Semesta Berkabung
.
Sudah lama orang-orang selalu menyebut nama manusia teragung itu. Manusia yang diutus oleh Allah kepada umat manusia yang lain. Selain parasnya yang rupawan, beliau juga dikenal sebagai manusia dengan akhlak terpuji. Tidak ada yang bisa menandingi kebaikannya. Sungguh, paket komplet bukan?
Muhammad. Ya, ialah orangnya.
Beliau adalah orang dengan budi pekerti yang baik. Memiliki sifat penyabar dan lembut, tapi tak mengurangi ketegasannya. Tutur katanya sopan. Beliau bisa menempatkan diri dengan siapa ia berbicara. Menggambarkan pribadi yang cerdas serta berwibawa. Lembut hatinya terpancar dari kasih sayang tulus kepada sesamanya. Pemimpin yang begitu mengayomi rakyatnya. Ia merendah dan begitu taat saat berhadapan dengan Tuhannya.
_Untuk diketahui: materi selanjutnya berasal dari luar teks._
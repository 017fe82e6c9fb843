use std::path::Path;

use calamine::{open_workbook_auto, Data, Reader};
use chrono::{Duration, NaiveDate, Timelike};

use crate::domain::entities::table::{CellValue, Table};
use crate::usecase::ports::repo::StoreError;

pub fn cell_to_value(cell: &Data) -> CellValue {
    match cell {
        Data::String(v) if v.is_empty() => CellValue::Empty,
        Data::String(v) => CellValue::Text(v.to_string()),
        Data::Float(v) => CellValue::Number(*v),
        Data::Int(v) => CellValue::Number(*v as f64),
        Data::Bool(v) => CellValue::Bool(*v),
        Data::DateTime(v) => excel_serial_to_text(v.as_f64())
            .map(CellValue::DateTime)
            .unwrap_or(CellValue::Number(v.as_f64())),
        Data::DateTimeIso(v) => CellValue::DateTime(v.to_string()),
        Data::DurationIso(v) => CellValue::Text(v.to_string()),
        Data::Error(v) => CellValue::Text(v.to_string()),
        Data::Empty => CellValue::Empty,
    }
}

/// Serial dates count days from 1899-12-30 (Excel's 1900 leap-year bug included).
pub fn excel_serial_to_text(serial: f64) -> Option<String> {
    if !serial.is_finite() {
        return None;
    }
    let epoch = NaiveDate::from_ymd_opt(1899, 12, 30)?.and_hms_opt(0, 0, 0)?;
    let millis = (serial * 86_400_000.0).round() as i64;
    let datetime = epoch.checked_add_signed(Duration::milliseconds(millis))?;
    if datetime.num_seconds_from_midnight() == 0 {
        Some(datetime.format("%Y-%m-%d").to_string())
    } else {
        Some(datetime.format("%Y-%m-%d %H:%M:%S").to_string())
    }
}

fn header_text(cell: &Data) -> String {
    match cell_to_value(cell) {
        CellValue::Empty => String::new(),
        other => other.as_text(),
    }
}

/// Loads one sheet with the first used row as header. Column positions are
/// absolute: a sheet whose used range starts at column C still puts that cell
/// at index 2.
pub fn read_sheet_table(xlsx_path: &Path, sheet: &str) -> Result<Table, StoreError> {
    let mut workbook = open_workbook_auto(xlsx_path).map_err(|err| {
        StoreError::Read(format!("failed to open {}: {err}", xlsx_path.display()))
    })?;

    if !workbook.sheet_names().iter().any(|name| name == sheet) {
        return Err(StoreError::SheetNotFound(sheet.to_string()));
    }

    let range = workbook
        .worksheet_range(sheet)
        .map_err(|err| StoreError::Read(format!("failed to read sheet {sheet}: {err}")))?;

    let start_col = range.start().map(|(_, col)| col as usize).unwrap_or(0);
    let pad = || std::iter::repeat(CellValue::Empty).take(start_col);

    let mut rows = range.rows();
    let columns: Vec<String> = match rows.next() {
        Some(header) => std::iter::repeat(String::new())
            .take(start_col)
            .chain(header.iter().map(header_text))
            .collect(),
        None => Vec::new(),
    };

    let rows: Vec<Vec<CellValue>> = rows
        .map(|row| pad().chain(row.iter().map(cell_to_value)).collect())
        .collect();

    Ok(Table { columns, rows })
}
Sudah bisa dipastikan orang seperti itu akan banyak yang memuji dan menyayangi. Itu sudah ketetapan.
Suatu ketika, Rasulullah–utusan Allah jatuh sakit. Badannya begitu lemah sehingga tidak dapat menopang tubuhnya sendiri. Ia hanya bisa terbaring di atas tempat tidur tipis. Tempat tidur itu terbuat dari kulit binatang yang diisi dengan serabut yang terbuat dari pelepah daun kurma.
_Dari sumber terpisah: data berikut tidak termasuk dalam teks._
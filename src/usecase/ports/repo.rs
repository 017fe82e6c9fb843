use std::sync::Arc;

use crate::domain::entities::report::{FieldPatch, Record, ReportInput};
use crate::domain::entities::table::Table;
use crate::domain::schema::SchemaError;

pub const BUSY_MESSAGE: &str =
    "ファイルが開かれているため保存できません。Excelファイルを閉じてから再度実行してください。";

#[derive(Debug, thiserror::Error)]
pub enum StoreError {
    #[error("Excel file '{0}' not found")]
    FileNotFound(String),
    #[error("Sheet '{0}' not found")]
    SheetNotFound(String),
    #[error("Report with management number {0} not found")]
    ReportNotFound(i64),
    #[error("{0}")]
    NotFound(String),
    #[error("{}", BUSY_MESSAGE)]
    Busy,
    #[error("他の方が編集しました（{}）。最新の情報を読み込んでからやり直してください。", .0.join(", "))]
    Conflict(Vec<String>),
    #[error("{0}")]
    Validation(String),
    #[error("Access denied")]
    Forbidden,
    #[error("Error reading Excel file: {0}")]
    Read(String),
    #[error(transparent)]
    Schema(#[from] SchemaError),
    #[error(transparent)]
    Internal(#[from] anyhow::Error),
}

impl StoreError {
    pub fn is_not_found(&self) -> bool {
        matches!(
            self,
            StoreError::FileNotFound(_)
                | StoreError::SheetNotFound(_)
                | StoreError::ReportNotFound(_)
                | StoreError::NotFound(_)
        )
    }
}

/// Storage seam for report rows and the reference sheets that live next to
/// them in the same workbook. `file` is a bare workbook file name inside the
/// configured Excel directory.
pub trait ReportRepository: Send + Sync {
    fn sheet_table(&self, file: &str, sheet: &str) -> Result<Arc<Table>, StoreError>;

    fn list_reports(&self, file: &str) -> Result<Vec<Record>, StoreError>;
    fn get_report(&self, file: &str, management_number: i64) -> Result<Record, StoreError>;
    fn customers(&self, file: &str) -> Result<Vec<Record>, StoreError>;

    fn create_report(&self, file: &str, input: &ReportInput) -> Result<i64, StoreError>;
    fn update_report(
        &self,
        file: &str,
        management_number: i64,
        input: &ReportInput,
    ) -> Result<(), StoreError>;
    fn patch_report(
        &self,
        file: &str,
        management_number: i64,
        patch: &FieldPatch,
    ) -> Result<(), StoreError>;
    fn delete_report(&self, file: &str, management_number: i64) -> Result<(), StoreError>;
}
Mendengar Rasulullah jatuh sakit, para sahabatnya begitu cemas dan khawatir. Mereka berbondong dan segera menjenguk Rasulullah. Ada rasa tak tega melihat orang yang begitu dicintai tergolek lemah tak berdaya. Bahkan ia pun sempat pingsan sewaktu akan berbaring di tempat tidurnya.
Ah, sungguh membuat hati siapa pun terluka.
Setelah Rasulullah sadar, ia meminta orang-orang yang berkumpul itu pulang karena merasa sudah lebih baik. Tinggallah Rasulullah dengan sang Istri, Aisyah.
"Bagaimana perasaanmu?"
Sorot sendu dengan bola mata berkaca-kaca itu menggambarkan betapa hati perempuan itu tengah dirundung pilu. Khawatir, begitu yang ia rasa.
Rasulullah tak kunjung menjawab. Beliau merasa rasa sakit itu kembali menyerang, melumpuhkan persendiannya sehingga yang bisa dilakukan adalah berbaring di pangkuan Aisyah.
"Rasulullah, bangunlah." Aisyah menggoyangkan tubuh sang suami.
Tidak ada reaksi.
Jantung Aisyah berdegup kencang. Apakah dia sakit lagi? Batin Aisyah bergejolak.
Aisyah segera memanggil semua madunya, kemudian menyuruh orang untuk mengabarkan perihal Rasulullah kepada Ayahnya, Abu Bakar.
"Sepertinya Rasulullah kembali pingsan. Bagaimana ini?"
"Biar kucoba membangunkannya," ucap Hafshah.
Namun, lagi-lagi Rasulullah hanya tergeming. Membuat semua yang ada di sana panik.
Kembali, Aisyah mencoba membangunkan dengan tekad bahwa kali ini Rasulullah akan bangun dari lelapnya. Namun, tubuh tinggi yang terbaring itu tetap tak menunjukkan respon apa pun.
Bagai dihantam sesuatu, dada Aisyah berdegup kencang. Ia lalu berteriak memanggil orang-orang supaya menghampirinya.
"Ada apa Aisyah?"
"Rasulullah pingsan lagi. Tolong dia."
Para sahabat kemudian masuk dan berkumpul di sisi pembaringan Rasulullah. Mereka memandang lekat pada wajah rupawan yang terlihat pucat. Mata indah yang biasa memancarkan kehangatan itu kini terpejam rapat.
Semua tergeming dalam entakan degup jantung yang begitu hebat. Ada apa dengan Rasulullah? Kenapa sakitnya begitu parah?
Entah mengapa, mereka merasa ... ini akan berakhir. Bayangan kematian seolah terasa melingkupi, menerobos pada setiap pori-pori kulit hingga menciptakan ketakutan tak berdasar pada jiwa-jiwa perkasa. Tidak, mereka segera menepis perasaan itu.